In the 1998 World Cup, Bergkamp scored three times, the most
memorable of which being the winning goal in the final minute of
the quarter-final against Argentina. Bergkamp controlled a long
50-yard aerial pass from Frank De Boer, reverse-flicking it past
defender Roberto Ayala with his right foot, before firing a half-volley
past the keeper at a tight angle. It was widely regarded as one
of the best goals of the tournament.
The Netherlands joint-hosted Euro 2000 and were one of the
favourites. After progressing through the "group of death", they
lost on penalties to Italy in the semi-finals. Bergkamp didn't
score at all but still played an important role. After the
defeat, Bergkamp announced his retirement from international
As of January 2005, Dennis Bergkamp is second on the all-time
list of goal scorers for the Dutch national team, with 37 goals
in 79 games. (The all-time leader is Patrick Kluivert, with 40
goals in 79 games as of June 2004. #3, Faas Wilkes, scored 35
goals in just 28 games and #4, Abe Lenstra, 33 goals in 47 games).
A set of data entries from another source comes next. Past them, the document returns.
//! ecs-elastic: operator tooling for the elastic agent scheduler.
//!
//! # Usage
//!
//! ```text
//! ecs-elastic validate --settings elastic.toml
//! ecs-elastic plan --settings elastic.toml --request request.json
//! ecs-elastic simulate --settings elastic.toml --request request.json --reject-capacity
//! ```

use std::path::PathBuf;

use clap::{Parser, Subcommand, ValueEnum};

mod commands;

#[derive(Parser)]
#[command(
    name = "ecs-elastic",
    about = "Elastic build agents on a container backend",
    version,
    propagate_version = true
)]
struct Cli {
    /// Log output format.
    #[arg(long, global = true, value_enum, default_value = "text")]
    log_format: LogFormat,

    #[command(subcommand)]
    command: Commands,
}

#[derive(Clone, Copy, ValueEnum)]
enum LogFormat {
    Text,
    Json,
}

#[derive(Subcommand)]
enum Commands {
    /// Check a settings file and print a summary
    Validate {
        #[arg(short, long)]
        settings: PathBuf,
    },
    /// Print the task definition a request would register
    Plan {
        #[arg(short, long)]
        settings: PathBuf,
        /// Schedule request (JSON)
        #[arg(short, long)]
        request: PathBuf,
        /// Server id written into the ownership labels
        #[arg(long, default_value = commands::DEFAULT_SERVER_ID)]
        server_id: String,
    },
    /// Create, reconcile, and stop a task against an in-memory backend
    Simulate {
        #[arg(short, long)]
        settings: PathBuf,
        #[arg(short, long)]
        request: PathBuf,
        #[arg(long, default_value = commands::DEFAULT_SERVER_ID)]
        server_id: String,
        /// Make every launch report a failure
        #[arg(long)]
        fail_launch: bool,
        /// Reject capacity provider strategies, forcing the launch type fallback
        #[arg(long)]
        reject_capacity: bool,
    },
}

#[tokio::main]
async fn main() -> anyhow::Result<()> {
    let cli = Cli::parse();
    init_tracing(cli.log_format)?;

    match cli.command {
        Commands::Validate { settings } => commands::validate::validate(&settings),
        Commands::Plan {
            settings,
            request,
            server_id,
        } => commands::plan::plan(&settings, &request, &server_id),
        Commands::Simulate {
            settings,
            request,
            server_id,
            fail_launch,
            reject_capacity,
        } => {
            let options = commands::simulate::SimulateOptions {
                server_id,
                fail_launch,
                reject_capacity,
            };
            commands::simulate::simulate(&settings, &request, options).await
        }
    }
}

fn init_tracing(format: LogFormat) -> anyhow::Result<()> {
    let filter = match tracing_subscriber::EnvFilter::try_from_default_env() {
        Ok(filter) => filter,
        Err(_) => "info,elastic=debug".parse()?,
    };
    let builder = tracing_subscriber::fmt()
        .with_env_filter(filter)
        .with_writer(std::io::stderr);
    match format {
        LogFormat::Text => builder.init(),
        LogFormat::Json => builder.json().init(),
    }
    Ok(())
}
Dennis Bergkamp is also well known for having a fear of flying,
giving rise to the nickname the non-Flying Dutchman. As such, he
is often unable to play in matches Arsenal play outside of
England, However, for certain important matches, he will, if
required, take a train or drive himself there. The tiring nature
of such long journeys from London to Europe (and back) often
means he misses domestic matches around European away games.